Publicada em 27/03/2023 às 15h00
O presidente Emmanuel Macron busca uma saída para a crise desencadeada pela reforma previdenciária na França. Nesta segunda-feira (27), a imprensa condena os métodos violentos empregados pela polícia para reprimir um certo número de black blocs que têm se infiltrado nos protestos.
"A polícia francesa protagoniza um espetáculo lamentável", destaca o jornal Libération, citando uma escalada da repressão em sua manchete, seja durante as manifestações contra a reforma das aposentadorias ou no protesto ocorrido sábado (25) em Sainte-Soline.
Neste vilarejo rural do oeste da França, black blocs se juntaram a militantes ecologistas para rejeitar um projeto de instalação de reservatórios de água para uso agrícola.

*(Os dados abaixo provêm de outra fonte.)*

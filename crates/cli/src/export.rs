//! Writes the three output artifacts of a deck.

use deck_core::{slug, Deck, Error, MarkdownFormatter, RequestDir, Result};
use deck_pptx::{PptxReader, PptxWriter};
use std::fs::File;
use std::io::BufReader;
use std::path::{Path, PathBuf};

/// Paths of the files written for one deck.
#[derive(Debug, Clone, PartialEq, Eq)]
pub struct Artifacts {
    pub pptx: PathBuf,
    pub markdown: PathBuf,
    pub json: PathBuf,
}

/// Serializes a finished deck as PPTX, Markdown and JSON.
pub struct Exporter {
    pptx: PptxWriter,
    markdown: MarkdownFormatter,
}

impl Exporter {
    pub fn new() -> Self {
        Self {
            pptx: PptxWriter::new(),
            markdown: MarkdownFormatter::new(),
        }
    }

    /// Write `<slug>-<short-id>.{pptx,md,json}` into the request directory.
    pub fn export(&self, deck: &Deck, dir: &RequestDir) -> Result<Artifacts> {
        let stem = format!("{}-{}", slug(&deck.title), dir.short_id());
        let artifacts = Artifacts {
            pptx: dir.file_path(&format!("{}.pptx", stem))?,
            markdown: dir.file_path(&format!("{}.md", stem))?,
            json: dir.file_path(&format!("{}.json", stem))?,
        };

        self.pptx.write_file(deck, &artifacts.pptx)?;
        verify_pptx(&artifacts.pptx, deck.slides.len())?;
        write_text(&artifacts.markdown, &self.markdown.format(deck))?;
        let json = serde_json::to_string_pretty(deck)
            .map_err(|e| Error::ExportFailed(format!("Failed to serialize deck: {}", e)))?;
        write_text(&artifacts.json, &json)?;

        log::info!("Exported deck to {}", dir.path().display());
        Ok(artifacts)
    }
}

impl Default for Exporter {
    fn default() -> Self {
        Self::new()
    }
}

/// Reopen a written package and check that every slide made it in.
fn verify_pptx(path: &Path, expected: usize) -> Result<()> {
    let file = File::open(path)
        .map_err(|e| Error::ExportFailed(format!("Failed to reopen {}: {}", path.display(), e)))?;
    let slides = PptxReader::new().read(BufReader::new(file))?;
    if slides.len() != expected {
        return Err(Error::ExportFailed(format!(
            "{} holds {} slides, expected {}",
            path.display(),
            slides.len(),
            expected
        )));
    }
    Ok(())
}

fn write_text(path: &Path, content: &str) -> Result<()> {
    std::fs::write(path, content)
        .map_err(|e| Error::ExportFailed(format!("Failed to write {}: {}", path.display(), e)))
}
fn parse_flowchart<'a>(lines: impl Iterator<Item = &'a str>) -> Result<DiagramGraph, RenderError> {
    let mut graph = DiagramGraph::default();
    let mut ids = Vec::new();

    for (idx, line) in lines.enumerate() {
        let line = line.trim_end_matches(';');
        let mut previous: Option<usize> = None;
        let mut pending_label = String::new();
        let mut pending_dashed = false;
        let mut cursor = 0;

        let mut segments = Vec::new();
        for arrow in FLOW_ARROW_REGEX.captures_iter(line) {
            let Some(whole) = arrow.get(0) else { continue };
            segments.push((
                &line[cursor..whole.start()],
                arrow.get(1).map(|m| m.as_str().trim().to_string()),
                whole.as_str().contains('.'),
            ));
            cursor = whole.end();
        }
        segments.push((&line[cursor..], None, false));

        for (token, label, dashed) in segments {
            let caps = FLOW_NODE_REGEX.captures(token.trim()).ok_or_else(|| {
                RenderError::InvalidSpec(format!(
                    "unrecognized flowchart node on line {}",
                    idx + 2
                ))
            })?;
            let node_label = caps
                .get(2)
                .or_else(|| caps.get(3))
                .or_else(|| caps.get(4))
                .map(|m| m.as_str());
            let node = graph.node_index(&mut ids, &caps[1], node_label);

            if let Some(from) = previous {
                graph.edges.push(DiagramEdge {
                    from,
                    to: node,
                    label: std::mem::take(&mut pending_label),
                    dashed: pending_dashed,
                });
            }
            previous = Some(node);
            pending_label = label.unwrap_or_default();
            pending_dashed = dashed;
        }
    }

    Ok(graph)
}

#[cfg(test)]
mod tests {
    use super::*;

    #[test]
    fn test_vega_lite_contains_schema_and_data() {
        let spec = ChartSpec::illustrative(ChartKind::Bar, "Market");
        let value = spec.to_vega_lite();
        assert_eq!(value["$schema"], VEGA_LITE_SCHEMA);
        assert_eq!(value["mark"], "bar");
        assert_eq!(value["data"]["values"].as_array().unwrap().len(), 3);
        assert_eq!(value["encoding"]["x"]["field"], "category");
    }

    #[test]
    fn test_vega_lite_parse_restores_spec() {
        let spec = ChartSpec::illustrative(ChartKind::Pie, "Revenue");
        let parsed = ChartSpec::from_vega_lite(&spec.to_vega_lite(), 50).unwrap();
        assert_eq!(parsed, spec);
    }

    #[test]
    fn test_vega_lite_requires_schema() {
        let value = json!({
            "data": {"values": [{"a": "A", "b": 28}]},
            "mark": "bar",
            "encoding": {"x": {"field": "a"}, "y": {"field": "b"}}
        });
        assert!(matches!(
            ChartSpec::from_vega_lite(&value, 50),
            Err(RenderError::InvalidSpec(_))
        ));
    }

    #[test]
    fn test_vega_lite_accepts_mark_object() {
        let value = json!({
            "$schema": VEGA_LITE_SCHEMA,
            "data": {"values": [{"a": "A", "b": 28}, {"a": "B", "b": 55}]},
            "mark": {"type": "line"},
            "encoding": {"x": {"field": "a", "type": "ordinal"}, "y": {"field": "b"}}
        });
        let spec = ChartSpec::from_vega_lite(&value, 50).unwrap();
        assert_eq!(spec.kind, ChartKind::Line);
        assert_eq!(spec.data[1], DataPoint::new("B", 55.0));
    }

    #[test]
    fn test_vega_lite_rejects_too_many_points() {
        let mut spec = ChartSpec::illustrative(ChartKind::Bar, "");
        spec.data = (0..51).map(|i| DataPoint::new(format!("c{}", i), i as f64)).collect();
        assert!(matches!(
            ChartSpec::from_vega_lite(&spec.to_vega_lite(), 50),
            Err(RenderError::TooComplex(_))
        ));
    }

    #[test]
    fn test_vega_lite_rejects_non_numeric_value() {
        let value = json!({
            "$schema": VEGA_LITE_SCHEMA,
            "data": {"values": [{"a": "A", "b": "lots"}]},
            "mark": "bar",
            "encoding": {"x": {"field": "a"}, "y": {"field": "b"}}
        });
        assert!(ChartSpec::from_vega_lite(&value, 50).is_err());
    }

    #[test]
    fn test_sequence_for_parses() {
        let spec = DiagramSpec::sequence_for("login process");
        let graph = spec.parse().unwrap();
        assert_eq!(graph.nodes, vec!["User", "System", "Database"]);
        assert_eq!(graph.edges.len(), 4);
        assert_eq!(graph.edges[0].label, "Start login process");
        assert!(!graph.edges[0].dashed);
        assert!(graph.edges[2].dashed);
    }

    #[test]
    fn test_flowchart_for_parses() {
        let spec = DiagramSpec::flowchart_for("Onboarding");
        let graph = spec.parse().unwrap();
        assert_eq!(graph.nodes, vec!["Request", "Onboarding", "Approved", "Deliver"]);
        assert_eq!(graph.edges.len(), 4);
        assert_eq!(graph.edges[2].label, "yes");
    }

    #[test]
    fn test_flowchart_chain() {
        let spec = DiagramSpec {
            kind: DiagramKind::Flowchart,
            source: "graph TD\n  A --> B --> C\n  %% comment\n  C -.-> A".to_string(),
            alt_text: String::new(),
        };
        let graph = spec.parse().unwrap();
        assert_eq!(graph.nodes.len(), 3);
        assert_eq!(graph.edges.len(), 3);
        assert!(graph.edges[2].dashed);
        assert_eq!(spec.line_count(), 3);
    }

    #[test]
    fn test_header_must_match_kind() {
        let spec = DiagramSpec {
            kind: DiagramKind::Sequence,
            source: "flowchart LR\n A --> B".to_string(),
            alt_text: String::new(),
        };
        assert!(spec.parse().is_err());
    }

    #[test]
    fn test_unrecognized_sequence_line() {
        let spec = DiagramSpec {
            kind: DiagramKind::Sequence,
            source: "sequenceDiagram\n  participant A\n  this is not mermaid".to_string(),
            alt_text: String::new(),
        };
        assert!(matches!(spec.parse(), Err(RenderError::InvalidSpec(_))));
    }

    #[test]
    fn test_mermaid_label_strips_syntax() {
        assert_eq!(mermaid_label("login: <b>process</b>;"), "login bprocessb");
        assert_eq!(mermaid_label("  a   b  "), "a b");
    }
}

Houve confronto violento entre manifestantes radicais e a polícia.
É certo que os black blocs estão determinados a causar o máximo de estragos possíveis, escreve o Libération em seu editorial. "Mas a imagem dos policiais avançando contra manifestantes em quads como se fossem cowboys" na zona rural, ou nas ruas em Paris, onde esquadrões móveis atravessam as passeatas em motocicletas, batendo nos participantes com matracas, revela um uso da força desmesurado, estima o veículo.
O balanço de feridos entre manifestantes e policiais atesta a gravidade dos confrontos, mas ainda é preciso adicionar a essa brutalidade "as humilhações, ameaças e os espancamentos promovidos pela polícia", inclusive contra jornalistas. Vídeos postados nas redes sociais documentam essas agressões.

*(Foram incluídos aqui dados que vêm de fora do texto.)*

impl<'a> SlideComposer<'a> {
    fn new(style: &'a TemplateStyle, first_media: usize) -> Result<Self> {
        let mut rels = Relationships::new();
        rels.add(rel_type("slideLayout"), "../slideLayouts/slideLayout1.xml");
        Ok(Self {
            style,
            xml: XmlPart::new()?,
            rels,
            media: Vec::new(),
            next_shape_id: 2,
            next_media: first_media,
        })
    }

    fn shape_id(&mut self) -> String {
        let id = self.next_shape_id;
        self.next_shape_id += 1;
        id.to_string()
    }

    fn xfrm(&mut self, x: i64, y: i64, cx: i64, cy: i64) -> Result<()> {
        let (x, y, cx, cy) = (x.to_string(), y.to_string(), cx.to_string(), cy.to_string());
        self.xml.start("a:xfrm", &[])?;
        self.xml.empty("a:off", &[("x", x.as_str()), ("y", y.as_str())])?;
        self.xml.empty("a:ext", &[("cx", cx.as_str()), ("cy", cy.as_str())])?;
        self.xml.end("a:xfrm")?;
        Ok(())
    }

    fn solid_fill(&mut self, color: Rgb) -> Result<()> {
        let hex = color.hex();
        self.xml.start("a:solidFill", &[])?;
        self.xml.empty("a:srgbClr", &[("val", hex.as_str())])?;
        self.xml.end("a:solidFill")?;
        Ok(())
    }

    fn begin(&mut self) -> Result<()> {
        self.xml
            .start("p:sld", &[("xmlns:a", NS_A), ("xmlns:r", NS_R), ("xmlns:p", NS_P)])?;
        self.xml.start("p:cSld", &[])?;
        self.xml.start("p:bg", &[])?;
        self.xml.start("p:bgPr", &[])?;
        self.solid_fill(self.style.background)?;
        self.xml.empty("a:effectLst", &[])?;
        self.xml.end("p:bgPr")?;
        self.xml.end("p:bg")?;
        self.xml.start("p:spTree", &[])?;
        sp_tree_header(&mut self.xml)
    }

    fn accent_bar(&mut self) -> Result<()> {
        let id = self.shape_id();
        self.xml.start("p:sp", &[])?;
        self.xml.start("p:nvSpPr", &[])?;
        self.xml.empty("p:cNvPr", &[("id", id.as_str()), ("name", "Accent Bar")])?;
        self.xml.empty("p:cNvSpPr", &[])?;
        self.xml.empty("p:nvPr", &[])?;
        self.xml.end("p:nvSpPr")?;
        self.xml.start("p:spPr", &[])?;
        self.xfrm(0, 0, SLIDE_CX, ACCENT_BAR_H)?;
        self.preset_rect()?;
        self.solid_fill(self.style.accent)?;
        self.xml.start("a:ln", &[])?;
        self.xml.empty("a:noFill", &[])?;
        self.xml.end("a:ln")?;
        self.xml.end("p:spPr")?;
        self.xml.end("p:sp")?;
        Ok(())
    }

    fn preset_rect(&mut self) -> Result<()> {
        self.xml.start("a:prstGeom", &[("prst", "rect")])?;
        self.xml.empty("a:avLst", &[])?;
        self.xml.end("a:prstGeom")?;
        Ok(())
    }

    /// A text box holding `paragraphs`.
    fn text_box(
        &mut self,
        name: &str,
        (x, y, cx, cy): (i64, i64, i64, i64),
        paragraphs: &[Paragraph],
    ) -> Result<()> {
        let id = self.shape_id();
        self.xml.start("p:sp", &[])?;
        self.xml.start("p:nvSpPr", &[])?;
        self.xml.empty("p:cNvPr", &[("id", id.as_str()), ("name", name)])?;
        self.xml.empty("p:cNvSpPr", &[("txBox", "1")])?;
        self.xml.empty("p:nvPr", &[])?;
        self.xml.end("p:nvSpPr")?;
        self.xml.start("p:spPr", &[])?;
        self.xfrm(x, y, cx, cy)?;
        self.preset_rect()?;
        self.xml.empty("a:noFill", &[])?;
        self.xml.end("p:spPr")?;
        self.xml.start("p:txBody", &[])?;
        self.xml.start("a:bodyPr", &[("wrap", "square"), ("rtlCol", "0")])?;
        self.xml.empty("a:normAutofit", &[])?;
        self.xml.end("a:bodyPr")?;
        self.xml.empty("a:lstStyle", &[])?;
        for paragraph in paragraphs {
            self.paragraph(paragraph)?;
        }
        if paragraphs.is_empty() {
            self.xml.empty("a:p", &[])?;
        }
        self.xml.end("p:txBody")?;
        self.xml.end("p:sp")?;
        Ok(())
    }

    fn paragraph(&mut self, paragraph: &Paragraph) -> Result<()> {
        self.xml.start("a:p", &[])?;
        if paragraph.bullet {
            self.xml.start(
                "a:pPr",
                &[("marL", "342900"), ("indent", "-342900"), ("algn", paragraph.align.attr())],
            )?;
            self.xml.empty("a:buFont", &[("typeface", "Arial")])?;
            self.xml.empty("a:buChar", &[("char", "\u{2022}")])?;
        } else {
            self.xml.start("a:pPr", &[("algn", paragraph.align.attr())])?;
            self.xml.empty("a:buNone", &[])?;
        }
        self.xml.end("a:pPr")?;

        let size = (paragraph.run.size_pt * 100).to_string();
        let mut attrs = vec![("lang", "en-US"), ("sz", size.as_str()), ("dirty", "0")];
        if paragraph.run.bold {
            attrs.push(("b", "1"));
        }
        if paragraph.run.italic {
            attrs.push(("i", "1"));
        }
        self.xml.start("a:r", &[])?;
        self.xml.start("a:rPr", &attrs)?;
        self.solid_fill(paragraph.run.color)?;
        let font = self.style.font_family.clone();
        self.xml.empty("a:latin", &[("typeface", font.as_str())])?;
        self.xml.end("a:rPr")?;
        self.xml.text_element("a:t", &[], &paragraph.text)?;
        self.xml.end("a:r")?;
        self.xml.end("a:p")?;
        Ok(())
    }

    /// Embed a rendered image, fitted and centered in the box. Falls back to
    /// a caption with the alt text when the image file cannot be read.
    fn picture(
        &mut self,
        asset: &RenderedAsset,
        alt_text: &str,
        (x, y, cx, cy): (i64, i64, i64, i64),
    ) -> Result<()> {
        let bytes = match std::fs::read(&asset.path) {
            Ok(bytes) => bytes,
            Err(e) => {
                log::warn!(
                    "Image {} unavailable, using alt text instead: {}",
                    asset.path.display(),
                    e
                );
                let caption = vec![Paragraph::plain(alt_text, self.caption_style(), Align::Center)];
                return self.text_box("Alt Text", (x, y, cx, cy), &caption);
            }
        };

        let name = format!("image{}.png", self.next_media);
        self.next_media += 1;
        let rid = self.rels.add(rel_type("image"), format!("../media/{}", name));
        self.media.push(MediaFile { name, bytes });

        let (w, h) = fit(asset.width.max(1) as i64, asset.height.max(1) as i64, cx, cy);
        let id = self.shape_id();
        self.xml.start("p:pic", &[])?;
        self.xml.start("p:nvPicPr", &[])?;
        self.xml.empty(
            "p:cNvPr",
            &[("id", id.as_str()), ("name", "Visual"), ("descr", alt_text)],
        )?;
        self.xml.start("p:cNvPicPr", &[])?;
        self.xml.empty("a:picLocks", &[("noChangeAspect", "1")])?;
        self.xml.end("p:cNvPicPr")?;
        self.xml.empty("p:nvPr", &[])?;
        self.xml.end("p:nvPicPr")?;
        self.xml.start("p:blipFill", &[])?;
        self.xml.empty("a:blip", &[("r:embed", rid.as_str())])?;
        self.xml.start("a:stretch", &[])?;
        self.xml.empty("a:fillRect", &[])?;
        self.xml.end("a:stretch")?;
        self.xml.end("p:blipFill")?;
        self.xml.start("p:spPr", &[])?;
        self.xfrm(x + (cx - w) / 2, y + (cy - h) / 2, w, h)?;
        self.preset_rect()?;
        self.xml.end("p:spPr")?;
        self.xml.end("p:pic")?;
        Ok(())
    }

    fn title_style(&self) -> RunStyle {
        RunStyle {
            size_pt: self.style.title_size,
            color: self.style.title_color,
            bold: true,
            italic: false,
        }
    }

    fn body_style(&self) -> RunStyle {
        RunStyle {
            size_pt: self.style.body_size,
            color: self.style.body_color,
            bold: false,
            italic: false,
        }
    }

    fn caption_style(&self) -> RunStyle {
        RunStyle {
            size_pt: (self.style.body_size * 3 / 4).max(10),
            italic: true,
            ..self.body_style()
        }
    }

    /// Paragraphs for the text-bearing blocks.
    fn block_paragraphs(&self, block: &ContentBlock, out: &mut Vec<Paragraph>) {
        let body = self.body_style();
        match block {
            ContentBlock::Text { text } => out.push(Paragraph::plain(text, body, Align::Left)),
            ContentBlock::BulletList { items } => {
                out.extend(items.iter().map(|item| Paragraph::bullet(item, body)))
            }
            ContentBlock::Quote { text, attribution } => {
                let quote = RunStyle {
                    size_pt: body.size_pt + 6,
                    color: self.style.accent,
                    italic: true,
                    ..body
                };
                out.push(Paragraph::plain(
                    &format!("\u{201C}{}\u{201D}", text),
                    quote,
                    Align::Center,
                ));
                if let Some(attribution) = attribution {
                    out.push(Paragraph::plain(attribution, body, Align::Right));
                }
            }
            ContentBlock::ImageRef { alt_text, .. } => {
                out.push(Paragraph::plain(alt_text, self.caption_style(), Align::Center))
            }
            ContentBlock::ChartRef { spec, .. } => {
                out.push(Paragraph::plain(&spec.alt_text, self.caption_style(), Align::Center))
            }
            ContentBlock::DiagramRef { spec, .. } => {
                out.push(Paragraph::plain(&spec.alt_text, self.caption_style(), Align::Center))
            }
        }
    }

    fn compose(mut self, slide: &Slide) -> Result<SlidePart> {
        self.begin()?;
        self.accent_bar()?;

        match slide.kind {
            SlideKind::Title => {
                let heading = RunStyle {
                    size_pt: self.style.title_size + 12,
                    ..self.title_style()
                };
                let title = vec![Paragraph::plain(&slide.heading, heading, Align::Center)];
                self.text_box("Title", (MARGIN, 2_011_680, CONTENT_W, 1_371_600), &title)?;
                let mut subtitle = Vec::new();
                for block in &slide.body {
                    self.block_paragraphs(block, &mut subtitle);
                }
                for p in &mut subtitle {
                    p.align = Align::Center;
                }
                self.text_box("Subtitle", (MARGIN, 3_474_720, CONTENT_W, 1_828_800), &subtitle)?;
            }
            SlideKind::Comparison => {
                self.heading(&slide.heading)?;
                let columns = slide.body.len().max(1) as i64;
                let width = (CONTENT_W - COLUMN_GAP * (columns - 1)) / columns;
                for (idx, block) in slide.body.iter().enumerate() {
                    let mut paragraphs = Vec::new();
                    self.block_paragraphs(block, &mut paragraphs);
                    let x = MARGIN + idx as i64 * (width + COLUMN_GAP);
                    self.text_box(&format!("Column {}", idx + 1), (x, BODY_Y, width, BODY_H), &paragraphs)?;
                }
            }
            SlideKind::Agenda
            | SlideKind::Content
            | SlideKind::Chart
            | SlideKind::Diagram
            | SlideKind::ImageHeavy
            | SlideKind::Quote => {
                self.heading(&slide.heading)?;
                self.body(slide)?;
            }
        }

        self.xml.end("p:spTree")?;
        self.xml.end("p:cSld")?;
        self.xml.start("p:clrMapOvr", &[])?;
        self.xml.empty("a:masterClrMapping", &[])?;
        self.xml.end("p:clrMapOvr")?;
        self.xml.end("p:sld")?;

        Ok(SlidePart {
            xml: self.xml.finish(),
            rels: self.rels.to_xml()?,
            media: self.media,
        })
    }

    fn heading(&mut self, heading: &str) -> Result<()> {
        let title = vec![Paragraph::plain(heading, self.title_style(), Align::Left)];
        self.text_box("Title", (MARGIN, TITLE_Y, CONTENT_W, TITLE_H), &title)
    }

    /// Text blocks in one box; visuals as pictures below it.
    fn body(&mut self, slide: &Slide) -> Result<()> {
        let visuals: Vec<(&RenderedAsset, &str)> = slide
            .body
            .iter()
            .filter_map(|block| match block {
                ContentBlock::ImageRef { asset, alt_text } => Some((asset, alt_text.as_str())),
                ContentBlock::ChartRef { spec, asset } => {
                    asset.as_ref().map(|a| (a, spec.alt_text.as_str()))
                }
                ContentBlock::DiagramRef { spec, asset } => {
                    asset.as_ref().map(|a| (a, spec.alt_text.as_str()))
                }
                ContentBlock::Text { .. }
                | ContentBlock::BulletList { .. }
                | ContentBlock::Quote { .. } => None,
            })
            .collect();

        let mut paragraphs = Vec::new();
        for block in &slide.body {
            let has_picture = match block {
                ContentBlock::ImageRef { .. } => true,
                ContentBlock::ChartRef { asset, .. } | ContentBlock::DiagramRef { asset, .. } => {
                    asset.is_some()
                }
                ContentBlock::Text { .. }
                | ContentBlock::BulletList { .. }
                | ContentBlock::Quote { .. } => false,
            };
            if !has_picture {
                self.block_paragraphs(block, &mut paragraphs);
            }
        }

        let text_h = match (paragraphs.is_empty(), visuals.is_empty()) {
            (true, _) => 0,
            (false, true) => BODY_H,
            (false, false) => BODY_H / 5,
        };
        if text_h > 0 {
            self.text_box("Body", (MARGIN, BODY_Y, CONTENT_W, text_h), &paragraphs)?;
        }
        if !visuals.is_empty() {
            let count = visuals.len() as i64;
            let width = (CONTENT_W - COLUMN_GAP * (count - 1)) / count;
            let top = BODY_Y + text_h;
            for (idx, (asset, alt_text)) in visuals.into_iter().enumerate() {
                let x = MARGIN + idx as i64 * (width + COLUMN_GAP);
                self.picture(asset, alt_text, (x, top, width, BODY_H - text_h))?;
            }
        }
        Ok(())
    }
}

Em entrevista à RFI, Driss Aït Youssef, doutor em Direito e especialista em questões de segurança, analisa os diferentes perfis de manifestantes nos atos. Segundo ele, a maioria dos participantes é pacífica.
No entanto, Youssef ressalta que os black blocs que se infiltram nos protestos "são expressivos". No caso específico de Sainte-Soline, "entre os manifestantes, havia indivíduos que não vieram para protestar, mas foram ao local para provocar e desafiar as autoridades", explica. "De fato, há uma minoria que procura o confronto e não o debate de ideias", reitera.

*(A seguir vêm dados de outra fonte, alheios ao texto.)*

//! Pixel drawing primitives on an RGBA canvas.
//!
//! Everything clips to the canvas, so callers may pass coordinates that
//! fall partly outside it.

use deck_core::Rgb;
use image::{Rgba, RgbaImage};

pub fn rgba(color: Rgb) -> Rgba<u8> {
    Rgba([color.0, color.1, color.2, 255])
}

/// Set one pixel if it lies on the canvas.
fn plot(img: &mut RgbaImage, x: i64, y: i64, color: Rgba<u8>) {
    if x >= 0 && y >= 0 && (x as u32) < img.width() && (y as u32) < img.height() {
        img.put_pixel(x as u32, y as u32, color);
    }
}

pub fn fill_rect(img: &mut RgbaImage, x: i64, y: i64, w: i64, h: i64, color: Rgba<u8>) {
    let x0 = x.max(0);
    let y0 = y.max(0);
    let x1 = (x + w).min(img.width() as i64);
    let y1 = (y + h).min(img.height() as i64);
    for py in y0..y1 {
        for px in x0..x1 {
            img.put_pixel(px as u32, py as u32, color);
        }
    }
}

pub fn stroke_rect(
    img: &mut RgbaImage,
    x: i64,
    y: i64,
    w: i64,
    h: i64,
    thickness: i64,
    color: Rgba<u8>,
) {
    fill_rect(img, x, y, w, thickness, color);
    fill_rect(img, x, y + h - thickness, w, thickness, color);
    fill_rect(img, x, y, thickness, h, color);
    fill_rect(img, x + w - thickness, y, thickness, h, color);
}

/// Bresenham line with a square pen of `thickness` pixels.
///
/// With `dash > 0` the line alternates `dash` pixels on and off.
pub fn draw_line(
    img: &mut RgbaImage,
    (x0, y0): (i64, i64),
    (x1, y1): (i64, i64),
    thickness: i64,
    dash: i64,
    color: Rgba<u8>,
) {
    let dx = (x1 - x0).abs();
    let dy = -(y1 - y0).abs();
    let sx = if x0 < x1 { 1 } else { -1 };
    let sy = if y0 < y1 { 1 } else { -1 };
    let half = thickness / 2;

    let (mut x, mut y) = (x0, y0);
    let mut err = dx + dy;
    let mut step = 0i64;
    loop {
        if dash == 0 || (step / dash) % 2 == 0 {
            fill_rect(img, x - half, y - half, thickness.max(1), thickness.max(1), color);
        }
        if x == x1 && y == y1 {
            break;
        }
        let e2 = 2 * err;
        if e2 >= dy {
            err += dy;
            x += sx;
        }
        if e2 <= dx {
            err += dx;
            y += sy;
        }
        step += 1;
    }
}

/// Line ending in a filled arrow head at `to`.
pub fn draw_arrow(
    img: &mut RgbaImage,
    from: (i64, i64),
    to: (i64, i64),
    thickness: i64,
    dashed: bool,
    color: Rgba<u8>,
) {
    draw_line(img, from, to, thickness, if dashed { 6 } else { 0 }, color);

    let (fx, fy) = (from.0 as f64, from.1 as f64);
    let (tx, ty) = (to.0 as f64, to.1 as f64);
    let len = ((tx - fx).powi(2) + (ty - fy).powi(2)).sqrt();
    if len < 1.0 {
        return;
    }
    let (ux, uy) = ((tx - fx) / len, (ty - fy) / len);
    let head = 12.0;
    let base = (tx - ux * head, ty - uy * head);
    let left = (base.0 - uy * head * 0.5, base.1 + ux * head * 0.5);
    let right = (base.0 + uy * head * 0.5, base.1 - ux * head * 0.5);
    fill_triangle(img, (tx, ty), left, right, color);
}

/// Fill a triangle by testing pixel centers against its edges.
pub fn fill_triangle(
    img: &mut RgbaImage,
    a: (f64, f64),
    b: (f64, f64),
    c: (f64, f64),
    color: Rgba<u8>,
) {
    let edge = |p: (f64, f64), q: (f64, f64), r: (f64, f64)| {
        (q.0 - p.0) * (r.1 - p.1) - (q.1 - p.1) * (r.0 - p.0)
    };
    let area = edge(a, b, c);
    if area.abs() < f64::EPSILON {
        return;
    }
    let min_x = a.0.min(b.0).min(c.0).floor() as i64;
    let max_x = a.0.max(b.0).max(c.0).ceil() as i64;
    let min_y = a.1.min(b.1).min(c.1).floor() as i64;
    let max_y = a.1.max(b.1).max(c.1).ceil() as i64;
    for y in min_y..=max_y {
        for x in min_x..=max_x {
            let p = (x as f64 + 0.5, y as f64 + 0.5);
            let w0 = edge(b, c, p) / area;
            let w1 = edge(c, a, p) / area;
            let w2 = edge(a, b, p) / area;
            if w0 >= 0.0 && w1 >= 0.0 && w2 >= 0.0 {
                plot(img, x, y, color);
            }
        }
    }
}

/// Fill the sector of a circle between two angles (radians, clockwise
/// from twelve o'clock).
pub fn fill_sector(
    img: &mut RgbaImage,
    (cx, cy): (i64, i64),
    radius: i64,
    start: f64,
    end: f64,
    color: Rgba<u8>,
) {
    let r2 = (radius * radius) as f64;
    for y in (cy - radius)..=(cy + radius) {
        for x in (cx - radius)..=(cx + radius) {
            let dx = (x - cx) as f64 + 0.5;
            let dy = (y - cy) as f64 + 0.5;
            if dx * dx + dy * dy > r2 {
                continue;
            }
            let mut angle = dx.atan2(-dy);
            if angle < 0.0 {
                angle += std::f64::consts::TAU;
            }
            if angle >= start && angle < end {
                plot(img, x, y, color);
            }
        }
    }
}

O especialista também chama a atenção ao aumento da quantidade de jovens nos atos contra a reforma da Previdência. "A juventude se mobiliza porque é o futuro deles que está em jogo", diz.
De acordo com o Youssef, diante deste quadro, é importante que o governo inicie o quanto antes um diálogo com as novas gerações. "Mesmo que os jovens não participem das eleições - vemos que a abstenção entre eles é grande - eles estão encontrando outras formas de se expressar", observa.
Denúncias de abusos
O portal de notícias France Info registra que membros do governo foram questionados sobre as críticas ao policiamento ostensivo. "Não há espaço para a violência policial", respondeu Christophe Béchu, ministro da Ecologia e Transição Energética, garantindo que a Corregedoria da Polícia (IGPN, na sigla em francês) tem sido sistematicamente acionada para investigar as denúncias de abusos.
Já o porta-voz do governo, Olivier Véran, condenou "qualquer forma de violência" e afirmou estar preocupado com um manifestante que se encontra em coma, depois de sofrer um ferimento na cabeça no protesto de sábado em Sainte-Soline.
A Comissária para os Direitos Humanos do Conselho da Europa, Dunja Mijatovic, expressou preocupação com a violência contra os opositores da reforma previdenciária na sexta-feira (24). "Os atos esporádicos de violência de alguns manifestantes [...] não podem justificar o uso excessivo da força por agentes do Estado", ressaltou a comissária.
Duzentos feridos e 4.000 granadas
Manchete de capa do site do Le Monde nesta segunda, a batalha campal na localidade de Sainte-Soline deixou 200 manifestantes feridos, segundo os organizadores, e 47 policiais, de acordo com o Ministério do Interior. "Quarenta [pessoas] ficaram gravemente feridas, principalmente por estilhaços de granadas e disparos de balas de borracha usados pela polícia", relata o Le Monde.
De acordo com o ministro do Interior, Gérald Darmanin, os policiais tiveram que lidar com "mil pessoas radicalizadas" e uma "explosão de violência absolutamente inaceitável".
Por outro lado, a reportagem cita que "as autoridades apresentaram o número astronômico de 4.000 granadas de todos os tipos disparadas", apesar de um porta-voz da polícia alegar que houve "uso gradual e proporcional da força". Entre os manifestantes, as autoridades afirmam ter apreendido "bolas de bocha, machados e facões, fogos de artifício e alguns bastões de beisebol".
Três veículos da polícia foram incendiados. Apesar do alto culto dessas violências, militantes e a polícia se acusuam mutuamente pela brutalidade, assinala o Le Monde.